The sudden rise in popularity of digital strategies prompted the NCQA to make sweeping changes to allow telehealth accommodations across 40 HEDIS® quality measures.
It’s no secret that telehealth has been gaining popularity with members, providers and health plans alike over the past several years. However, adoption has been relatively slow up until COVID-19 lockdowns triggered rapid expansion. PwC’s Health Research Institute predicts telehealth utilization is likely to “remain up over pre-pandemic levels” and encourages insurers to evaluate national and regional telehealth platforms to support growing demand.
Telehealth itself is just the beginning of digital health experiences. Consumer preferences and market forces suggest digital strategies such as the digital front door will play a key role in driving member engagement, satisfaction and loyalty over the next few years.
The time has never been better for health plans to invest in digital strategies to meet the current and expected future needs of their members and of the healthcare ecosystem at large. Industry experts agree:
- As Rock Health wrote, “The COVID-19 pandemic has created unprecedented demand and urgency around the shift to digital content, navigation and delivery of healthcare.”

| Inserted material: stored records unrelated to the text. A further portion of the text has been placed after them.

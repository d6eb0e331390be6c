//! Built-in function library
//!
//! Every function is pure: it sees only its arguments. Arity and argument
//! types are checked on each call.

mod array;
mod conversion;
mod date;
mod math;
mod string;

use crate::error::{Result, RuntimeError};
use jdm_core::Value;
use std::collections::HashMap;

/// Call a built-in function by name
pub(crate) fn call(name: &str, args: &[Value]) -> Result<Value> {
    match name {
        // math
        "abs" => math::abs(args),
        "floor" => math::floor(args),
        "ceil" => math::ceil(args),
        "round" => math::round(args),
        "sqrt" => math::sqrt(args),
        "pow" => math::pow(args),
        "min" => math::min(args),
        "max" => math::max(args),
        "sum" => math::sum(args),
        "avg" => math::avg(args),
        "median" => math::median(args),

        // string
        "len" => string::len(args),
        "upper" => string::upper(args),
        "lower" => string::lower(args),
        "trim" => string::trim(args),
        "contains" => string::contains(args),
        "startsWith" => string::starts_with(args),
        "endsWith" => string::ends_with(args),
        "substring" => string::substring(args),
        "split" => string::split(args),
        "join" => string::join(args),
        "replace" => string::replace(args),
        "matches" => string::matches(args),

        // array
        "count" => array::count(args),
        "first" => array::first(args),
        "last" => array::last(args),
        "flatten" => array::flatten(args),
        "unique" => array::unique(args),
        "sort" => array::sort(args),
        "keys" => array::keys(args),
        "values" => array::values(args),

        // conversion
        "string" => conversion::to_string(args),
        "number" => conversion::to_number(args),
        "bool" => conversion::to_bool(args),
        "type" => conversion::type_of(args),
        "isNull" => conversion::is_null(args),

        // date
        "date" => date::date(args),
        "year" => date::year(args),
        "month" => date::month(args),
        "day" => date::day(args),
        "weekday" => date::weekday(args),
        "dateAdd" => date::date_add(args),
        "dateDiff" => date::date_diff(args),
        "formatDate" => date::format_date(args),

        _ => Err(RuntimeError::UnknownFunction(name.to_string())),
    }
}

/// Checked view over a function's arguments
struct Args<'a> {
    function: &'static str,
    values: &'a [Value],
}

impl<'a> Args<'a> {
    /// Require between `min` and `max` arguments
    fn new(function: &'static str, values: &'a [Value], min: usize, max: usize) -> Result<Self> {
        if values.len() < min || values.len() > max {
            let expected = if min == max {
                min.to_string()
            } else if max == usize::MAX {
                format!("at least {}", min)
            } else {
                format!("{} to {}", min, max)
            };
            return Err(RuntimeError::argument(
                function,
                format!("expected {} arguments, got {}", expected, values.len()),
            ));
        }
        Ok(Self { function, values })
    }

    fn exactly(function: &'static str, values: &'a [Value], count: usize) -> Result<Self> {
        Self::new(function, values, count, count)
    }

    fn len(&self) -> usize {
        self.values.len()
    }

    fn value(&self, i: usize) -> &'a Value {
        &self.values[i]
    }

    fn error(&self, message: impl Into<String>) -> RuntimeError {
        RuntimeError::argument(self.function, message)
    }

    fn type_error(&self, i: usize, expected: &str) -> RuntimeError {
        self.error(format!(
            "argument {} must be {}, got {}",
            i + 1,
            expected,
            self.values[i].type_name()
        ))
    }

    fn number(&self, i: usize) -> Result<f64> {
        self.values[i].as_f64().ok_or_else(|| self.type_error(i, "a number"))
    }

    fn string(&self, i: usize) -> Result<&'a str> {
        self.values[i].as_str().ok_or_else(|| self.type_error(i, "a string"))
    }

    fn array(&self, i: usize) -> Result<&'a Vec<Value>> {
        self.values[i].as_array().ok_or_else(|| self.type_error(i, "an array"))
    }

    fn object(&self, i: usize) -> Result<&'a HashMap<String, Value>> {
        self.values[i].as_object().ok_or_else(|| self.type_error(i, "an object"))
    }

    /// Every element of an array argument as a number
    fn numbers(&self, i: usize) -> Result<Vec<f64>> {
        self.array(i)?
            .iter()
            .map(|item| {
                item.as_f64().ok_or_else(|| {
                    self.error(format!(
                        "array elements must be numbers, got {}",
                        item.type_name()
                    ))
                })
            })
            .collect()
    }
}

- Summer Knight, MD, managing director, Deloitte Life Sciences & Healthcare Practice, said in a PatientEngagementHIT article, “The digital front door is going to create a longitudinal relationship built with trust between patient and provider, and inherently moves away from the old model of sick-care.”
To optimize the 15 percent of HEDIS® measures expected to see a positive impact from the pandemic, health plans are advised to ensure the proper coding of all virtual care. Further, insurers looking to establish a competitive advantage and increase member engagement should take steps to implement comprehensive digital data collection strategies and personalized digital member journeys.